This past week has just been so extremely liberating. Working with my personal trainer has done wonders for my body image. My body is transforming into what it was when I was at my peak physical shape and I love it. I have a body that I can be proud of. A body that I know is strong and will be able to sustain me. I can see my body changing before my eyes and I love the form that it’s taken on. I can see the definition in my muscles and it’s wonderful. It shows off the hard work that I have put in and the nourishment
that my body has. This past week I have been able to fully accept and like my body for the first time in a very long time. I recognize that there are parts of my body that I wouldn’t mind improving, like my unflat stomach, but they don’t bother me.
Javier has been instrumental in getting me to accept my body. Each and every day he reminds me about how beautiful I am and how lucky he is to have me. When we cuddle, he tells me that I don’t need to suck in my stomach or worry about not having makeup on. He doesn’t care when I get pimples or have messy, ratty hair. It is so healthy for me to be with him.

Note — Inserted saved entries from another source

//! Filesystem watcher feeding partial updates.
//!
//! Watches the base directories of registered pools and emits one
//! [`WatchEvent`] per changed item file after debouncing. The watcher only
//! reports; callers pass the paths to [`crate::Updater::update_file`].

use std::path::{Path, PathBuf};
use std::time::Duration;

use anyhow::{Context, Result};
use notify::{RecommendedWatcher, RecursiveMode};
use notify_debouncer_mini::{new_debouncer, DebouncedEvent, Debouncer};
use tokio::sync::broadcast;
use tracing::{debug, error, info, warn};

use crate::registry::PoolRegistry;

const ITEM_EXTENSION: &str = "json";
const DEFAULT_DEBOUNCE: Duration = Duration::from_millis(500);

/// Events emitted by the pool watcher
#[derive(Debug, Clone, PartialEq, Eq)]
pub enum WatchEvent {
    /// An item file was created, modified or removed. The debouncer does not
    /// tell these apart; the updater checks whether the file still exists.
    FileModified(PathBuf),
}

impl WatchEvent {
    pub fn path(&self) -> &Path {
        match self {
            WatchEvent::FileModified(path) => path,
        }
    }
}

/// Watcher over the base directories of a set of pools
pub struct PoolWatcher {
    debouncer: Option<Debouncer<RecommendedWatcher>>,
    event_tx: broadcast::Sender<WatchEvent>,
    watched: Vec<PathBuf>,
    debounce: Duration,
    handle: Option<tokio::task::JoinHandle<()>>,
}

impl PoolWatcher {
    pub fn new() -> Self {
        Self::with_debounce(DEFAULT_DEBOUNCE)
    }

    pub fn with_debounce(debounce: Duration) -> Self {
        let (tx, _) = broadcast::channel(100);
        Self {
            debouncer: None,
            event_tx: tx,
            watched: Vec::new(),
            debounce,
            handle: None,
        }
    }

    /// Watch every pool of `registry`.
    pub async fn watch_registry(&mut self, registry: &PoolRegistry) -> Result<()> {
        let roots = registry.pools().iter().map(|p| p.base_path.clone()).collect();
        self.watch(roots).await
    }

    /// Start watching `roots` recursively, replacing any previous session.
    pub async fn watch(&mut self, roots: Vec<PathBuf>) -> Result<()> {
        self.unwatch().await?;
        if roots.is_empty() {
            anyhow::bail!("No pool directories to watch");
        }

        let (debounce_tx, debounce_rx) = std::sync::mpsc::channel();
        let mut debouncer =
            new_debouncer(self.debounce, debounce_tx).context("Failed to create file watcher debouncer")?;

        let mut watched = Vec::with_capacity(roots.len());
        for root in roots {
            let root = root
                .canonicalize()
                .with_context(|| format!("Failed to canonicalize pool path: {:?}", root))?;
            if !root.is_dir() {
                anyhow::bail!("Pool path is not a directory: {:?}", root);
            }
            debouncer
                .watcher()
                .watch(&root, RecursiveMode::Recursive)
                .with_context(|| format!("Failed to start watching: {:?}", root))?;
            info!("Watching pool directory {:?}", root);
            watched.push(root);
        }

        let (tx, _) = broadcast::channel(100);
        self.event_tx = tx;
        let event_tx = self.event_tx.clone();
        let roots = watched.clone();

        // Ends once the debouncer, and with it the sender, is dropped.
        let handle = tokio::task::spawn_blocking(move || loop {
            match debounce_rx.recv_timeout(Duration::from_millis(100)) {
                Ok(Ok(events)) => {
                    for event in Self::process_debounced_events(&roots, &events) {
                        debug!("Emitting watch event: {:?}", event);
                        if let Err(e) = event_tx.send(event) {
                            warn!("No subscriber for watch event: {}", e);
                        }
                    }
                }
                Ok(Err(e)) => error!("Watcher error: {:?}", e),
                Err(std::sync::mpsc::RecvTimeoutError::Timeout) => {}
                Err(std::sync::mpsc::RecvTimeoutError::Disconnected) => {
                    info!("Watcher channel disconnected");
                    break;
                }
            }
        });

        self.debouncer = Some(debouncer);
        self.watched = watched;
        self.handle = Some(handle);
        Ok(())
    }

    pub async fn unwatch(&mut self) -> Result<()> {
        if let Some(mut debouncer) = self.debouncer.take() {
            for root in &self.watched {
                if let Err(e) = debouncer.watcher().unwatch(root) {
                    debug!("Failed to unwatch {:?}: {}", root, e);
                }
            }
        }
        if let Some(handle) = self.handle.take() {
            match tokio::time::timeout(Duration::from_secs(2), handle).await {
                Ok(Err(e)) => warn!("Watcher task ended abnormally: {}", e),
                Err(_) => warn!("Watcher task did not stop in time"),
                Ok(Ok(())) => {}
            }
        }
        if !self.watched.is_empty() {
            info!("Stopped watching {} pool directories", self.watched.len());
        }
        self.watched.clear();
        Ok(())
    }

    pub fn subscribe(&self) -> broadcast::Receiver<WatchEvent> {
        self.event_tx.subscribe()
    }

    pub fn watched_paths(&self) -> &[PathBuf] {
        &self.watched
    }

    pub fn is_watching(&self) -> bool {
        self.debouncer.is_some() && !self.watched.is_empty()
    }

    /// JSON file below one of `roots`, not inside a hidden directory.
    fn is_item_file(roots: &[PathBuf], path: &Path) -> bool {
        let Some(rel) = roots.iter().find_map(|root| path.strip_prefix(root).ok()) else {
            return false;
        };
        let hidden = rel
            .components()
            .any(|c| c.as_os_str().to_str().map(|s| s.starts_with('.')).unwrap_or(false));
        !hidden && path.extension().and_then(|ext| ext.to_str()) == Some(ITEM_EXTENSION)
    }

    /// Item file events, one per path, in the order first seen.
    fn process_debounced_events(roots: &[PathBuf], events: &[DebouncedEvent]) -> Vec<WatchEvent> {
        let mut out: Vec<WatchEvent> = Vec::new();
        for event in events {
            if !Self::is_item_file(roots, &event.path) {
                continue;
            }
            let watch_event = WatchEvent::FileModified(event.path.clone());
            if !out.contains(&watch_event) {
                out.push(watch_event);
            }
        }
        out
    }
}

impl Default for PoolWatcher {
    fn default() -> Self {
        Self::new()
    }
}

impl Drop for PoolWatcher {
    fn drop(&mut self) {
        // Dropping the debouncer disconnects the channel and ends the task.
        self.debouncer.take();
        self.handle.take();
    }
}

Aside from body image I think about what I will have to talk to my therapist and dietitian about. And nothing comes to mind at all. I don’t cower at the thought of eating a pulled pork sandwich and french fries for dinner or having a milkshake on a hot summer day. Nothing really stresses me out or triggers me and and when those rare occasions do occur, I know how to recognize them and stop them from creating a problem.
Is it too far to say that I am recovered at this point?
I don’t want to jinx anything, but I truly feel that way in my heart.
In that case, I may not be posting very much, like I haven’t been lately. This blog was my outlet for my stresses about my eating disorder and now I feel free from the clutches of it. I hope that I have inspired other people to break free from anything that is holding them back from living their lives the way they should be lived.